◆ Aim of the task
Print the records below from the first line through the line containing "pub struct Registry<K, V>", both included, word for word.

◆ Dataset records

//! Ordered Associative Registry
//!
//! A sequence of key/value entries paired with a key → position index. The
//! registry is used both as the "active notes" stack (append = most recent)
//! and as the device registry (stable iteration, O(1) membership).
//!
//! Appends, lookups and membership tests are O(1). Removal and positional
//! insertion are O(n − position) because every following entry has its
//! recorded position renumbered.

use core::borrow::Borrow;
use core::hash::Hash;
use core::ops::ControlFlow;
use std::collections::HashMap;
use thiserror::Error;

/// Contract violations reported by [`Registry`]
#[derive(Debug, Clone, PartialEq, Eq, Error)]
pub enum RegistryError {
    #[error("key not found")]
    KeyNotFound,

    #[error("registry is empty")]
    EmptyRegistry,

    #[error("position {position} is out of bounds for length {len}")]
    PositionOutOfBounds { position: usize, len: usize },
}

/// A single key/value pair owned by a [`Registry`]
#[derive(Debug, Clone, PartialEq)]
pub struct RegistryEntry<K, V> {
    pub key: K,
    pub value: V,
}

/// Ordered map keyed by an opaque identifier
#[derive(Debug, Clone)]
pub struct Registry<K, V> {
    entries: Vec<RegistryEntry<K, V>>,
    index: HashMap<K, usize>,
}

impl<K, V> Registry<K, V>
where
    K: Eq + Hash + Clone,
{
    /// Create an empty registry
    pub fn new() -> Self {
        Self {
            entries: Vec::new(),
            index: HashMap::new(),
        }
    }

    /// Create an empty registry with room for `capacity` entries
    pub fn with_capacity(capacity: usize) -> Self {
        Self {
            entries: Vec::with_capacity(capacity),
            index: HashMap::with_capacity(capacity),
        }
    }

    /// Number of entries
    pub fn len(&self) -> usize {
        self.entries.len()
    }

    /// Check if the registry has no entries
    pub fn is_empty(&self) -> bool {
        self.entries.is_empty()
    }

    /// Check if `key` is present
    pub fn has<Q>(&self, key: &Q) -> bool
    where
        K: Borrow<Q>,
        Q: Eq + Hash + ?Sized,
    {
        self.index.contains_key(key)
    }

    /// Position of `key` in iteration order
    pub fn position<Q>(&self, key: &Q) -> Option<usize>
    where
        K: Borrow<Q>,
        Q: Eq + Hash + ?Sized,
    {
        self.index.get(key).copied()
    }

    /// Append an entry; a no-op when `key` is already present
    pub fn push(&mut self, key: K, value: V) -> &mut Self {
        if !self.has(&key) {
            self.index.insert(key.clone(), self.entries.len());
            self.entries.push(RegistryEntry { key, value });
        }
        self
    }

    /// Insert an entry at `position`; a no-op when `key` is already present
    ///
    /// Entries at and after `position` move back by one.
    pub fn set(&mut self, key: K, value: V, position: usize) -> Result<&mut Self, RegistryError> {
        if self.has(&key) {
            return Ok(self);
        }
        if position > self.entries.len() {
            return Err(RegistryError::PositionOutOfBounds {
                position,
                len: self.entries.len(),
            });
        }

        self.entries.insert(position, RegistryEntry { key, value });
        self.reindex_from(position);
        Ok(self)
    }

    /// Value stored under `key`
    pub fn get<Q>(&self, key: &Q) -> Result<&V, RegistryError>
    where
        K: Borrow<Q>,
        Q: Eq + Hash + ?Sized,
    {
        let position = self.index.get(key).ok_or(RegistryError::KeyNotFound)?;
        Ok(&self.entries[*position].value)
    }

    /// Mutable value stored under `key`
    pub fn get_mut<Q>(&mut self, key: &Q) -> Result<&mut V, RegistryError>
    where
        K: Borrow<Q>,
        Q: Eq + Hash + ?Sized,
    {
        let position = self.index.get(key).ok_or(RegistryError::KeyNotFound)?;
        Ok(&mut self.entries[*position].value)
    }

    /// Value at an iteration position
    pub fn get_index(&self, position: usize) -> Result<&V, RegistryError> {
        self.entries
            .get(position)
            .map(|entry| &entry.value)
            .ok_or(RegistryError::PositionOutOfBounds {
                position,
                len: self.entries.len(),
            })
    }

    /// Remove an entry, returning its value if it was present
    pub fn remove<Q>(&mut self, key: &Q) -> Option<V>
    where
        K: Borrow<Q>,
        Q: Eq + Hash + ?Sized,
    {
        let position = self.index.remove(key)?;
        let entry = self.entries.remove(position);
        self.reindex_from(position);
        Some(entry.value)
    }

    /// Remove and return the most recently appended value
    pub fn pop(&mut self) -> Option<V> {
        let entry = self.entries.pop()?;
        self.index.remove(&entry.key);
        Some(entry.value)
    }

    /// Oldest value
    pub fn first(&self) -> Result<&V, RegistryError> {
        self.entries
            .first()
            .map(|entry| &entry.value)
            .ok_or(RegistryError::EmptyRegistry)
    }

    /// Most recently appended value
    pub fn last(&self) -> Result<&V, RegistryError> {
        self.entries
            .last()
            .map(|entry| &entry.value)
            .ok_or(RegistryError::EmptyRegistry)
    }

    /// Visit entries in order until the visitor breaks
    pub fn each<F>(&self, mut visitor: F)
    where
        F: FnMut(&V, &K, usize) -> ControlFlow<()>,
    {
        for (i, entry) in self.entries.iter().enumerate() {
            if visitor(&entry.value, &entry.key, i).is_break() {
                break;
            }
        }
    }

    /// Transform every value, preserving order
    pub fn map<R, F>(&self, mut f: F) -> Vec<R>
    where
        F: FnMut(&V, &K, usize) -> R,
    {
        self.entries
            .iter()
            .enumerate()
            .map(|(i, entry)| f(&entry.value, &entry.key, i))
            .collect()
    }

    /// Entries in order
    pub fn iter(&self) -> impl Iterator<Item = (&K, &V)> {
        self.entries.iter().map(|entry| (&entry.key, &entry.value))
    }

    /// Keys in order
    pub fn keys(&self) -> impl Iterator<Item = &K> {
        self.entries.iter().map(|entry| &entry.key)
    }

    /// Values in order
    pub fn values(&self) -> impl Iterator<Item = &V> {
        self.entries.iter().map(|entry| &entry.value)
    }

    /// Remove every entry
    pub fn clear(&mut self) {
        self.entries.clear();
        self.index.clear();
    }

    fn reindex_from(&mut self, start: usize) {
        for (position, entry) in self.entries.iter().enumerate().skip(start) {
            self.index.insert(entry.key.clone(), position);
        }
    }

    #[cfg(test)]
    fn assert_consistent(&self) {
        assert_eq!(self.index.len(), self.entries.len());
        for (position, entry) in self.entries.iter().enumerate() {
            assert_eq!(self.index.get(&entry.key), Some(&position));
        }
    }
}

impl<K, V> Default for Registry<K, V>
where
    K: Eq + Hash + Clone,
{
    fn default() -> Self {
        Self::new()
    }
}

impl<K, V> FromIterator<(K, V)> for Registry<K, V>
where
    K: Eq + Hash + Clone,
{
    fn from_iter<I: IntoIterator<Item = (K, V)>>(iter: I) -> Self {
        let mut registry = Registry::new();
        for (key, value) in iter {
            registry.push(key, value);
        }
        registry
    }
}
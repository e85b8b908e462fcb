//! Raw MIDI Message Decoding
//!
//! Only note-on / note-off are recognised; every other status byte passes
//! through as `None`.

use libm::Libm;

/// MIDI note number of the tuning reference (A4)
pub const REFERENCE_NOTE: u8 = 69;

/// Frequency of the tuning reference in Hz
pub const REFERENCE_FREQUENCY: f64 = 440.0;

/// A decoded note message
#[derive(Debug, Clone, Copy, PartialEq, Eq)]
pub enum NoteMessage {
    On { channel: u8, note: u8, velocity: u8 },
    Off { channel: u8, note: u8 },
}

impl NoteMessage {
    /// Decode a raw message buffer
    ///
    /// Note-on with velocity 0 is reported as note-off.
    pub fn parse(msg: &[u8]) -> Option<Self> {
        if msg.len() < 3 {
            return None;
        }

        let status = msg[0] & 0xF0;
        let channel = msg[0] & 0x0F;
        let note = msg[1] & 0x7F;

        match status {
            0x90 if msg[2] != 0 => Some(NoteMessage::On {
                channel,
                note,
                velocity: msg[2] & 0x7F,
            }),
            0x90 | 0x80 => Some(NoteMessage::Off { channel, note }),
            _ => None,
        }
    }

    pub fn note(&self) -> u8 {
        match self {
            NoteMessage::On { note, .. } | NoteMessage::Off { note, .. } => *note,
        }
    }

    pub fn frequency(&self) -> f64 {
        frequency_from_note_number(self.note())
    }
}

/// Equal-tempered frequency for a MIDI note number (note 69 = 440 Hz)
#[inline]
pub fn frequency_from_note_number(note: u8) -> f64 {
    REFERENCE_FREQUENCY
        * Libm::<f64>::pow(2.0, (note as f64 - REFERENCE_NOTE as f64) / 12.0)
}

◆ Solution to this exercise
//! Ordered Associative Registry
//!
//! A sequence of key/value entries paired with a key → position index. The
//! registry is used both as the "active notes" stack (append = most recent)
//! and as the device registry (stable iteration, O(1) membership).
//!
//! Appends, lookups and membership tests are O(1). Removal and positional
//! insertion are O(n − position) because every following entry has its
//! recorded position renumbered.

use core::borrow::Borrow;
use core::hash::Hash;
use core::ops::ControlFlow;
use std::collections::HashMap;
use thiserror::Error;

/// Contract violations reported by [`Registry`]
#[derive(Debug, Clone, PartialEq, Eq, Error)]
pub enum RegistryError {
    #[error("key not found")]
    KeyNotFound,

    #[error("registry is empty")]
    EmptyRegistry,

    #[error("position {position} is out of bounds for length {len}")]
    PositionOutOfBounds { position: usize, len: usize },
}

/// A single key/value pair owned by a [`Registry`]
#[derive(Debug, Clone, PartialEq)]
pub struct RegistryEntry<K, V> {
    pub key: K,
    pub value: V,
}

/// Ordered map keyed by an opaque identifier
#[derive(Debug, Clone)]
pub struct Registry<K, V> {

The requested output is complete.